2021年3月9日火曜日

ボーマルシェ「セビーリャの理髪師」(1775)

ボーマルシェ(1732-1799)作の全4幕喜劇「セビーリャの理髪師」を読む。鈴木康司訳2008年岩波文庫版で読む。
正しくは「セビーリャの理髪師 または無駄な用心」1775年2月23日コメディ・フランセーズにて初演。
Beaumarchais LE BARBIER DE SEVILLE 1775
ボーマルシェのフィガロ三部作の第一作。

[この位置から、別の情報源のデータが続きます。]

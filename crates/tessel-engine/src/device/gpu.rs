use anyhow::{Context, Result};
use wgpu::SurfaceError;
use winit::dpi::PhysicalSize;
use winit::window::Window;

/// Initialization parameters for the GPU layer.
#[derive(Debug, Clone)]
pub struct GpuInit {
    /// Prefer an sRGB surface format when available.
    pub prefer_srgb: bool,

    /// Present mode (swap behavior).
    ///
    /// Falls back to FIFO, which every surface supports, when unavailable.
    pub present_mode: wgpu::PresentMode,

    /// Optional alpha mode preference for the surface.
    ///
    /// If provided but unsupported on the current surface, a supported mode is selected.
    pub alpha_mode: Option<wgpu::CompositeAlphaMode>,

    /// Backends wgpu may pick an adapter from.
    pub backends: wgpu::Backends,

    /// Required wgpu features.
    pub required_features: wgpu::Features,

    /// Limits requested from the adapter/device.
    ///
    /// The downlevel WebGL2 defaults keep the demo runnable on GL-only machines.
    pub required_limits: wgpu::Limits,

    /// Desired maximum frame latency for the surface.
    pub desired_maximum_frame_latency: u32,
}

impl Default for GpuInit {
    fn default() -> Self {
        Self {
            prefer_srgb: true,
            present_mode: wgpu::PresentMode::Fifo,
            alpha_mode: None,
            backends: wgpu::Backends::all(),
            required_features: wgpu::Features::empty(),
            required_limits: wgpu::Limits::downlevel_webgl2_defaults(),
            desired_maximum_frame_latency: 2,
        }
    }
}

/// Owns wgpu core objects and the surface configuration.
///
/// - creates and stores Instance/Device/Queue
/// - creates and configures the Surface (swapchain)
/// - acquires frames and provides an encoder + view for rendering
pub struct Gpu<'w> {
    /// Kept alive for the lifetime of the surface.
    _instance: wgpu::Instance,

    /// Surface bound to the window.
    ///
    /// The window must outlive the `Gpu`; the runtime ties both together.
    surface: wgpu::Surface<'w>,

    device: wgpu::Device,
    queue: wgpu::Queue,

    /// Active surface configuration.
    config: wgpu::SurfaceConfiguration,

    /// Current drawable size in physical pixels.
    size: PhysicalSize<u32>,
}

/// Represents a single acquired frame.
///
/// Short-lived: holding the surface texture blocks acquisition of the next one.
pub struct GpuFrame {
    pub surface_texture: wgpu::SurfaceTexture,
    pub view: wgpu::TextureView,
    pub encoder: wgpu::CommandEncoder,
}

/// High-level response after a surface error.
#[derive(Debug, Copy, Clone, Eq, PartialEq)]
pub enum SurfaceErrorAction {
    /// Surface was reconfigured; rendering may resume next frame.
    Reconfigured,
    /// Transient error; skip the current frame.
    SkipFrame,
    /// Fatal error (commonly OOM); terminate gracefully.
    Fatal,
}

impl<'w> Gpu<'w> {
    /// Creates a GPU context bound to a window.
    pub async fn new(window: &'w Window, init: GpuInit) -> Result<Self> {
        let size = window.inner_size();
        anyhow::ensure!(size.width > 0 && size.height > 0, "window has zero size");

        let instance = wgpu::Instance::new(&wgpu::InstanceDescriptor {
            backends: init.backends,
            ..Default::default()
        });

        let surface = instance
            .create_surface(window)
            .context("failed to create wgpu surface")?;

        let adapter = instance
            .request_adapter(&wgpu::RequestAdapterOptions {
                power_preference: wgpu::PowerPreference::default(),
                compatible_surface: Some(&surface),
                force_fallback_adapter: false,
            })
            .await
            .context("failed to find a suitable GPU adapter")?;

        let info = adapter.get_info();
        log::info!("using adapter {} ({:?})", info.name, info.backend);

        let (device, queue) = adapter
            .request_device(&wgpu::DeviceDescriptor {
                label: Some("tessel device"),
                required_features: init.required_features,
                required_limits: init.required_limits,
                experimental_features: wgpu::ExperimentalFeatures::disabled(),
                memory_hints: wgpu::MemoryHints::MemoryUsage,
                trace: wgpu::Trace::Off,
            })
            .await
            .context("failed to create wgpu device/queue")?;

        let caps = surface.get_capabilities(&adapter);
        let format = choose_surface_format(&caps.formats, init.prefer_srgb)
            .context("no supported surface formats")?;
        let alpha_mode = choose_alpha_mode(&caps.alpha_modes, init.alpha_mode);
        let present_mode = choose_present_mode(&caps.present_modes, init.present_mode);

        log::debug!("surface format {format:?}, {present_mode:?}, {alpha_mode:?}");

        let config = wgpu::SurfaceConfiguration {
            usage: wgpu::TextureUsages::RENDER_ATTACHMENT,
            format,
            width: size.width.max(1),
            height: size.height.max(1),
            present_mode,
            alpha_mode,
            view_formats: vec![],
            desired_maximum_frame_latency: init.desired_maximum_frame_latency,
        };

        surface.configure(&device, &config);

        Ok(Gpu {
            _instance: instance,
            surface,
            device,
            queue,
            config,
            size,
        })
    }

    /// Returns the active surface format.
    pub fn surface_format(&self) -> wgpu::TextureFormat {
        self.config.format
    }

    /// Returns the current drawable size (physical pixels).
    pub fn size(&self) -> PhysicalSize<u32> {
        self.size
    }

    pub fn device(&self) -> &wgpu::Device {
        &self.device
    }

    pub fn queue(&self) -> &wgpu::Queue {
        &self.queue
    }

    /// Reconfigures the surface after a resize.
    ///
    /// wgpu rejects 0x0 surfaces (minimized windows); configuration is then
    /// deferred until a non-zero size arrives.
    pub fn resize(&mut self, new_size: PhysicalSize<u32>) {
        self.size = new_size;
        if new_size.width == 0 || new_size.height == 0 {
            return;
        }

        self.config.width = new_size.width;
        self.config.height = new_size.height;
        self.surface.configure(&self.device, &self.config);
    }

    /// Acquires the next surface texture and creates an encoder.
    ///
    /// Hand the frame to [`Gpu::submit`] to present it.
    pub fn begin_frame(&self) -> std::result::Result<GpuFrame, SurfaceError> {
        let surface_texture = self.surface.get_current_texture()?;
        let view = surface_texture
            .texture
            .create_view(&wgpu::TextureViewDescriptor::default());

        let encoder = self
            .device
            .create_command_encoder(&wgpu::CommandEncoderDescriptor {
                label: Some("tessel frame encoder"),
            });

        Ok(GpuFrame {
            surface_texture,
            view,
            encoder,
        })
    }

    /// Submits the recorded commands and presents the frame.
    pub fn submit(&self, frame: GpuFrame) {
        self.queue.submit(std::iter::once(frame.encoder.finish()));
        drop(frame.view);
        frame.surface_texture.present();
    }

    /// Converts a `SurfaceError` into a higher-level action.
    pub fn handle_surface_error(&mut self, err: SurfaceError) -> SurfaceErrorAction {
        let action = surface_error_action(&err);
        if action == SurfaceErrorAction::Reconfigured && self.size.width > 0 && self.size.height > 0 {
            self.surface.configure(&self.device, &self.config);
        }
        log::warn!("surface error: {err} -> {action:?}");
        action
    }
}

fn surface_error_action(err: &SurfaceError) -> SurfaceErrorAction {
    match err {
        SurfaceError::Lost | SurfaceError::Outdated => SurfaceErrorAction::Reconfigured,
        SurfaceError::OutOfMemory => SurfaceErrorAction::Fatal,
        SurfaceError::Timeout | SurfaceError::Other => SurfaceErrorAction::SkipFrame,
    }
}

fn choose_surface_format(
    formats: &[wgpu::TextureFormat],
    prefer_srgb: bool,
) -> Option<wgpu::TextureFormat> {
    if prefer_srgb {
        if let Some(f) = formats.iter().copied().find(|f| f.is_srgb()) {
            return Some(f);
        }
    }

    formats.first().copied()
}

fn choose_alpha_mode(
    supported: &[wgpu::CompositeAlphaMode],
    requested: Option<wgpu::CompositeAlphaMode>,
) -> wgpu::CompositeAlphaMode {
    requested
        .filter(|m| supported.contains(m))
        .or_else(|| supported.first().copied())
        .unwrap_or(wgpu::CompositeAlphaMode::Auto)
}

fn choose_present_mode(
    supported: &[wgpu::PresentMode],
    requested: wgpu::PresentMode,
) -> wgpu::PresentMode {
    if supported.contains(&requested) {
        requested
    } else {
        wgpu::PresentMode::Fifo
    }
}

#[cfg(test)]
mod tests {
    use super::*;
    use wgpu::{CompositeAlphaMode, PresentMode, TextureFormat};

    #[test]
    fn prefers_srgb_when_asked() {
        let formats = [TextureFormat::Bgra8Unorm, TextureFormat::Bgra8UnormSrgb];
        assert_eq!(choose_surface_format(&formats, true), Some(TextureFormat::Bgra8UnormSrgb));
        assert_eq!(choose_surface_format(&formats, false), Some(TextureFormat::Bgra8Unorm));
    }

    #[test]
    fn falls_back_to_first_format() {
        let formats = [TextureFormat::Rgba8Unorm];
        assert_eq!(choose_surface_format(&formats, true), Some(TextureFormat::Rgba8Unorm));
        assert_eq!(choose_surface_format(&[], true), None);
    }

    #[test]
    fn unsupported_alpha_mode_is_replaced() {
        let supported = [CompositeAlphaMode::Opaque];
        assert_eq!(
            choose_alpha_mode(&supported, Some(CompositeAlphaMode::PreMultiplied)),
            CompositeAlphaMode::Opaque
        );
        assert_eq!(choose_alpha_mode(&[], None), CompositeAlphaMode::Auto);
    }

    #[test]
    fn present_mode_falls_back_to_fifo() {
        let supported = [PresentMode::Fifo];
        assert_eq!(choose_present_mode(&supported, PresentMode::Mailbox), PresentMode::Fifo);
        assert_eq!(choose_present_mode(&[PresentMode::Mailbox], PresentMode::Mailbox), PresentMode::Mailbox);
    }

    #[test]
    fn surface_errors_map_to_actions() {
        assert_eq!(surface_error_action(&SurfaceError::Lost), SurfaceErrorAction::Reconfigured);
        assert_eq!(surface_error_action(&SurfaceError::Outdated), SurfaceErrorAction::Reconfigured);
        assert_eq!(surface_error_action(&SurfaceError::OutOfMemory), SurfaceErrorAction::Fatal);
        assert_eq!(surface_error_action(&SurfaceError::Timeout), SurfaceErrorAction::SkipFrame);
    }
}
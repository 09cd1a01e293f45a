//! Test Inbox - Binary Entry Point
//!
//! This is the main entry point for the inbox-server binary.

use test_inbox::config::ServerConfig;
use test_inbox::server::InboxServer;
use test_inbox::utils::logging;
use test_inbox::InboxResult;

#[tokio::main]
async fn main() -> InboxResult<()> {
    // Missing .env is normal outside local development
    let _ = dotenvy::dotenv();

    let config = ServerConfig::from_env()?;
    logging::init(config.environment, config.log_level.as_deref());

    tracing::info!(
        version = test_inbox::VERSION,
        database = %config.database_path.display(),
        "starting inbox server"
    );

    InboxServer::new(config)?.run().await
}
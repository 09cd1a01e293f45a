//! WebSocket event types for live inbox updates

use serde::{Deserialize, Serialize};

use crate::types::Email;

/// Keep-alive payload, sent as a bare text frame
pub const HEARTBEAT: &str = "heartbeat";

/// Events that can be broadcast to WebSocket clients
#[derive(Clone, Debug, Serialize, Deserialize)]
#[serde(tag = "type", rename_all = "snake_case")]
pub enum InboxEvent {
    /// A new message was ingested and stored
    EmailReceived { payload: Email },
}

/// WebSocket message wrapper with metadata
#[derive(Clone, Debug, Serialize, Deserialize)]
pub struct WsMessage {
    #[serde(flatten)]
    pub event: InboxEvent,

    /// Monotonically increasing sequence ID for gap detection
    pub sequence_id: u64,

    /// Unix timestamp when the event was created
    pub timestamp: i64,
}

/// Client message types
#[derive(Clone, Debug, Serialize, Deserialize)]
#[serde(tag = "type", rename_all = "snake_case")]
pub enum ClientMessage {
    /// Application-level ping
    Ping,
}

/// Pong response message
#[derive(Clone, Debug, Serialize, Deserialize)]
pub struct PongMessage {
    #[serde(rename = "type")]
    pub msg_type: String,
}

impl Default for PongMessage {
    fn default() -> Self {
        Self {
            msg_type: "pong".to_string(),
        }
    }
}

フィガロ三部作を「セビーリャの理髪師」「フィガロの結婚」「罪ある母」だと即答できる人はおそらくクイズオタ。
クラシック音楽を聴く人にとってはロッシーニの歌劇としても有名。

貴族の孤児で真相の令嬢ロジーナに恋をしてマドリードからセビーリャまでやってきたアルマビーバ伯爵。なんとしてもロジーナに逢いたい!だが、後見人のバルトロがそれを阻む。口八丁手八丁の快男児フィガロがふたりの恋を成就させるべく奮闘するドタバタ喜劇。それが「セビーリャの理髪師」。

18世紀の喜劇を今日の日本人が読んで面白いと感じるかどうかは微妙。時代背景と注釈を読まないと面白さはわからない。
この時代、医者は患者の悪いところは瀉血して血を抜けば治ると信じてた時代。フィガロが女中たちに睡眠薬、くしゃみ薬を飲ませるのはともかく、勝手に血を抜いて意識を失わせるのは現代なら完全に殺人未遂。酷い。

アルマビーバ伯爵はロジーナの前では身分を偽ってランドールということになっている。ロジーナの音楽教師ドン・バジールが急病で、その代理でやってきた学生アロンソだと偽ってロジーナになんとか会うのだが、そこにドン・バジール本人が現れ、アルマビーバ、ロジーナ、フィガロでなんとかごまかすシーンは現代でも十分に面白く出来そう。

「若さと恋心が力を合わせれば、それを防ぐことは無駄な用心」で芝居は終わる。
老人が若い美人を妻に持とうとすることは昔も今も滑稽だと嘲笑われる悲哀。

だが、ボーマルシェこと本名ピエール=オーギュスタン・カロンの人生が、アメリカ独立戦争やフランス革命期と重なっているので波乱万丈。

そもそも時計職人の子として生まれたのだが、王の食卓係フランケと知り合い、フランケ死後はその未亡人と結婚し所有地からカロン・ド・ボーマルシェを名乗り、妻の死後は文学と音楽に打ち込み、ルイ15世の娘たちの音楽教師になり、財政官パーリ=デュヴェルネーの後ろ盾を得て、国王秘書官職を得て、スペインに滞在し、帰国後は戯曲を書き、喧嘩沙汰から入獄し一文無しになり、イギリスに渡ったりウィーンで詐欺師と間違えられたり、劇作家協会を設立したり、アメリカ独立戦争に加担したり、ヴォルテール全集を発刊したり、「フィガロの結婚」で劇作家としての絶頂を迎え、ジャコバン党革命政府から要注意人物になって逮捕されたり、武器輸入に奔走したり、牢獄に入れられ殺されそうになったり、また貧乏になったりと、波乱の人生。享年67歳。人生のほとんどが訴訟につぐ訴訟。この人の人生が小説そのもの。